## WORK TASK
Return every record exactly as it appears. Leave nothing out.

## EXCERPTED RECORDS

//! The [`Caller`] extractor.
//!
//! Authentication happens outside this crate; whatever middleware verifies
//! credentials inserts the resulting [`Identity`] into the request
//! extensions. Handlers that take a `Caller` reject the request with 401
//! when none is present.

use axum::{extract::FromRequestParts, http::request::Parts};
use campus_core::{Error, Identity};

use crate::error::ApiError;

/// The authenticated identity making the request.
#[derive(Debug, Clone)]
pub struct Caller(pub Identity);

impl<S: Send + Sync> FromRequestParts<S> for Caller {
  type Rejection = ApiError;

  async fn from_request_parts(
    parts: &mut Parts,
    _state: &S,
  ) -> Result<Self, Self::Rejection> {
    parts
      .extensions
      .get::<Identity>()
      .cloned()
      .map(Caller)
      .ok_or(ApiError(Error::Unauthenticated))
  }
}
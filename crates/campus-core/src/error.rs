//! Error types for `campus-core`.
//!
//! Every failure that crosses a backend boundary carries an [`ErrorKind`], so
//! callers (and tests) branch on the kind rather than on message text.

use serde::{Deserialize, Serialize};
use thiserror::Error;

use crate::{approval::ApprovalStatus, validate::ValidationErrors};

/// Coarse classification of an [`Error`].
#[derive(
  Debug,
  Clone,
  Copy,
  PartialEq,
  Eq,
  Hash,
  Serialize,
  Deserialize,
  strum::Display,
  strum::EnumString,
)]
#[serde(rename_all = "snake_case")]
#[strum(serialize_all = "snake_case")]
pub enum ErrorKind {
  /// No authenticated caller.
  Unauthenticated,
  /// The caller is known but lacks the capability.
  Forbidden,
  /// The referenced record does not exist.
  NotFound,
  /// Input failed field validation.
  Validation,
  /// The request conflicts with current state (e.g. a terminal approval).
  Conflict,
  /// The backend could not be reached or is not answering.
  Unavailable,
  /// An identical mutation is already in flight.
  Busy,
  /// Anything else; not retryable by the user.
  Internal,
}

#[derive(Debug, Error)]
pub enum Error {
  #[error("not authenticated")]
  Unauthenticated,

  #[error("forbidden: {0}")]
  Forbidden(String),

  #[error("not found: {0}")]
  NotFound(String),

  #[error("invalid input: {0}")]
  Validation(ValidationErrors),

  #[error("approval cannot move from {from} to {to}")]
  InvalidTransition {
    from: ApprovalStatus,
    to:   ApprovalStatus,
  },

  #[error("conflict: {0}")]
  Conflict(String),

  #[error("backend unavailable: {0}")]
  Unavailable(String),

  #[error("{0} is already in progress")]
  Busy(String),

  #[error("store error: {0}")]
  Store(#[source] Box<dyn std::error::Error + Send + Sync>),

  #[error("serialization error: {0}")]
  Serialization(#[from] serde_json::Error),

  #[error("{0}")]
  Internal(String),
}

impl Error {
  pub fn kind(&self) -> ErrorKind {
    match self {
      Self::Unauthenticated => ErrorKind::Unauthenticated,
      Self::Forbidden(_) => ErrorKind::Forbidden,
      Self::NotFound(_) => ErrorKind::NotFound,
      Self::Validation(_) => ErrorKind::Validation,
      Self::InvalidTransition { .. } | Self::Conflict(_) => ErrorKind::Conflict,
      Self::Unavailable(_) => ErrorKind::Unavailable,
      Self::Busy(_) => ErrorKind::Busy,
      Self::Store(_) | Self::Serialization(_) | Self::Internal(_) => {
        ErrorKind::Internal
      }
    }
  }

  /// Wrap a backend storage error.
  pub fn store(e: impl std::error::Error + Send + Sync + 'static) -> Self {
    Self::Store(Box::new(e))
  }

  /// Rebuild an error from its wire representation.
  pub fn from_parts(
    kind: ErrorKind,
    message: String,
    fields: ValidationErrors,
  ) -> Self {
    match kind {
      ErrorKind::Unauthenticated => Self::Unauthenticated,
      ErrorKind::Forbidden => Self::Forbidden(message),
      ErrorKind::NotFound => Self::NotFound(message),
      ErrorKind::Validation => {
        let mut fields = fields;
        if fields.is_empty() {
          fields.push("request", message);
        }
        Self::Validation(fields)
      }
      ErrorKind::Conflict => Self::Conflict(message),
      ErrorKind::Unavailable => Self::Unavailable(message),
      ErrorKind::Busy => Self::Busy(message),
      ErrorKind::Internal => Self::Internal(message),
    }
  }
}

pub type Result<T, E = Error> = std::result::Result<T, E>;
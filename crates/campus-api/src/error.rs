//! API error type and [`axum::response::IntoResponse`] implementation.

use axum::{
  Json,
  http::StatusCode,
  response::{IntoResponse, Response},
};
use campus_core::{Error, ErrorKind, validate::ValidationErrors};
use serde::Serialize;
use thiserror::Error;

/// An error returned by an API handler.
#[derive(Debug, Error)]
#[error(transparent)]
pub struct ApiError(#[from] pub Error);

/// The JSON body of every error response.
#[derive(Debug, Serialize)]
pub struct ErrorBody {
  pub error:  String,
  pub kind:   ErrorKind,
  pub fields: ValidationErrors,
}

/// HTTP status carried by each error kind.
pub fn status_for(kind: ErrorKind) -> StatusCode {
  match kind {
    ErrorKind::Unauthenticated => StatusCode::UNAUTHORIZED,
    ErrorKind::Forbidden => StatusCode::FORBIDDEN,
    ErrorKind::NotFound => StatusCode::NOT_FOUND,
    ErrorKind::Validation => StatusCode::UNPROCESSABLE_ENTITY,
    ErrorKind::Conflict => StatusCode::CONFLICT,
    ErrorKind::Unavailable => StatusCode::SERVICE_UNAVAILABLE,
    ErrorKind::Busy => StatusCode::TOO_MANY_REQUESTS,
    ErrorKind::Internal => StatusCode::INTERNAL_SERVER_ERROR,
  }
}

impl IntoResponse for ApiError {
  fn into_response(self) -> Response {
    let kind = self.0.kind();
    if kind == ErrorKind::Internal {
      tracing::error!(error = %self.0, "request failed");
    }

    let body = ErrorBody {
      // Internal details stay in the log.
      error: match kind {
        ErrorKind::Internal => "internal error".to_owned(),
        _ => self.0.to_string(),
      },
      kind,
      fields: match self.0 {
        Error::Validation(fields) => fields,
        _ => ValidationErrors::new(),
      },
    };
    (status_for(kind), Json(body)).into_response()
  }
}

## REPLY
//! The [`Caller`] extractor.
//!
//! Authentication happens outside this crate; whatever middleware verifies
//! credentials inserts the resulting [`Identity`] into the request
//! extensions. Handlers that take a `Caller` reject the request with 401
//! when none is present.

use axum::{extract::FromRequestParts, http::request::Parts};
use campus_core::{Error, Identity};

use crate::error::ApiError;

/// The authenticated identity making the request.
#[derive(Debug, Clone)]
pub struct Caller(pub Identity);

impl<S: Send + Sync> FromRequestParts<S> for Caller {
  type Rejection = ApiError;

  async fn from_request_parts(
    parts: &mut Parts,
    _state: &S,
  ) -> Result<Self, Self::Rejection> {
    parts
      .extensions
      .get::<Identity>()
      .cloned()
      .map(Caller)
      .ok_or(ApiError(Error::Unauthenticated))
  }
}
filename crates/campus-core/src/error.rs
//! Error types for `campus-core`.
//!
//! Every failure that crosses a backend boundary carries an [`ErrorKind`], so
//! callers (and tests) branch on the kind rather than on message text.

use serde::{Deserialize, Serialize};
use thiserror::Error;

use crate::{approval::ApprovalStatus, validate::ValidationErrors};

/// Coarse classification of an [`Error`].
#[derive(
  Debug,
  Clone,
  Copy,
  PartialEq,
  Eq,
  Hash,
  Serialize,
  Deserialize,
  strum::Display,
  strum::EnumString,
)]
#[serde(rename_all = "snake_case")]
#[strum(serialize_all = "snake_case")]
pub enum ErrorKind {
  /// No authenticated caller.
  Unauthenticated,
  /// The caller is known but lacks the capability.
  Forbidden,
  /// The referenced record does not exist.
  NotFound,
  /// Input failed field validation.
  Validation,
  /// The request conflicts with current state (e.g. a terminal approval).
  Conflict,
  /// The backend could not be reached or is not answering.
  Unavailable,
  /// An identical mutation is already in flight.
  Busy,
  /// Anything else; not retryable by the user.
  Internal,
}

#[derive(Debug, Error)]
pub enum Error {
  #[error("not authenticated")]
  Unauthenticated,

  #[error("forbidden: {0}")]
  Forbidden(String),

  #[error("not found: {0}")]
  NotFound(String),

  #[error("invalid input: {0}")]
  Validation(ValidationErrors),

  #[error("approval cannot move from {from} to {to}")]
  InvalidTransition {
    from: ApprovalStatus,
    to:   ApprovalStatus,
  },

  #[error("conflict: {0}")]
  Conflict(String),

  #[error("backend unavailable: {0}")]
  Unavailable(String),

  #[error("{0} is already in progress")]
  Busy(String),

  #[error("store error: {0}")]
  Store(#[source] Box<dyn std::error::Error + Send + Sync>),

  #[error("serialization error: {0}")]
  Serialization(#[from] serde_json::Error),

  #[error("{0}")]
  Internal(String),
}

impl Error {
  pub fn kind(&self) -> ErrorKind {
    match self {
      Self::Unauthenticated => ErrorKind::Unauthenticated,
      Self::Forbidden(_) => ErrorKind::Forbidden,
      Self::NotFound(_) => ErrorKind::NotFound,
      Self::Validation(_) => ErrorKind::Validation,
      Self::InvalidTransition { .. } | Self::Conflict(_) => ErrorKind::Conflict,
      Self::Unavailable(_) => ErrorKind::Unavailable,
      Self::Busy(_) => ErrorKind::Busy,
      Self::Store(_) | Self::Serialization(_) | Self::Internal(_) => {
        ErrorKind::Internal
      }
    }
  }

  /// Wrap a backend storage error.
  pub fn store(e: impl std::error::Error + Send + Sync + 'static) -> Self {
    Self::Store(Box::new(e))
  }

  /// Rebuild an error from its wire representation.
  pub fn from_parts(
    kind: ErrorKind,
    message: String,
    fields: ValidationErrors,
  ) -> Self {
    match kind {
      ErrorKind::Unauthenticated => Self::Unauthenticated,
      ErrorKind::Forbidden => Self::Forbidden(message),
      ErrorKind::NotFound => Self::NotFound(message),
      ErrorKind::Validation => {
        let mut fields = fields;
        if fields.is_empty() {
          fields.push("request", message);
        }
        Self::Validation(fields)
      }
      ErrorKind::Conflict => Self::Conflict(message),
      ErrorKind::Unavailable => Self::Unavailable(message),
      ErrorKind::Busy => Self::Busy(message),
      ErrorKind::Internal => Self::Internal(message),
    }
  }
}

pub type Result<T, E = Error> = std::result::Result<T, E>;
filename crates/campus-api/src/error.rs
//! API error type and [`axum::response::IntoResponse`] implementation.

use axum::{
  Json,
  http::StatusCode,
  response::{IntoResponse, Response},
};
use campus_core::{Error, ErrorKind, validate::ValidationErrors};
use serde::Serialize;
use thiserror::Error;

/// An error returned by an API handler.
#[derive(Debug, Error)]
#[error(transparent)]
pub struct ApiError(#[from] pub Error);

/// The JSON body of every error response.
#[derive(Debug, Serialize)]
pub struct ErrorBody {
  pub error:  String,
  pub kind:   ErrorKind,
  pub fields: ValidationErrors,
}

/// HTTP status carried by each error kind.
pub fn status_for(kind: ErrorKind) -> StatusCode {
  match kind {
    ErrorKind::Unauthenticated => StatusCode::UNAUTHORIZED,
    ErrorKind::Forbidden => StatusCode::FORBIDDEN,
    ErrorKind::NotFound => StatusCode::NOT_FOUND,
    ErrorKind::Validation => StatusCode::UNPROCESSABLE_ENTITY,
    ErrorKind::Conflict => StatusCode::CONFLICT,
    ErrorKind::Unavailable => StatusCode::SERVICE_UNAVAILABLE,
    ErrorKind::Busy => StatusCode::TOO_MANY_REQUESTS,
    ErrorKind::Internal => StatusCode::INTERNAL_SERVER_ERROR,
  }
}

impl IntoResponse for ApiError {
  fn into_response(self) -> Response {
    let kind = self.0.kind();
    if kind == ErrorKind::Internal {
      tracing::error!(error = %self.0, "request failed");
    }

    let body = ErrorBody {
      // Internal details stay in the log.
      error: match kind {
        ErrorKind::Internal => "internal error".to_owned(),
        _ => self.0.to_string(),
      },
      kind,
      fields: match self.0 {
        Error::Validation(fields) => fields,
        _ => ValidationErrors::new(),
      },
    };
    (status_for(kind), Json(body)).into_response()
  }
}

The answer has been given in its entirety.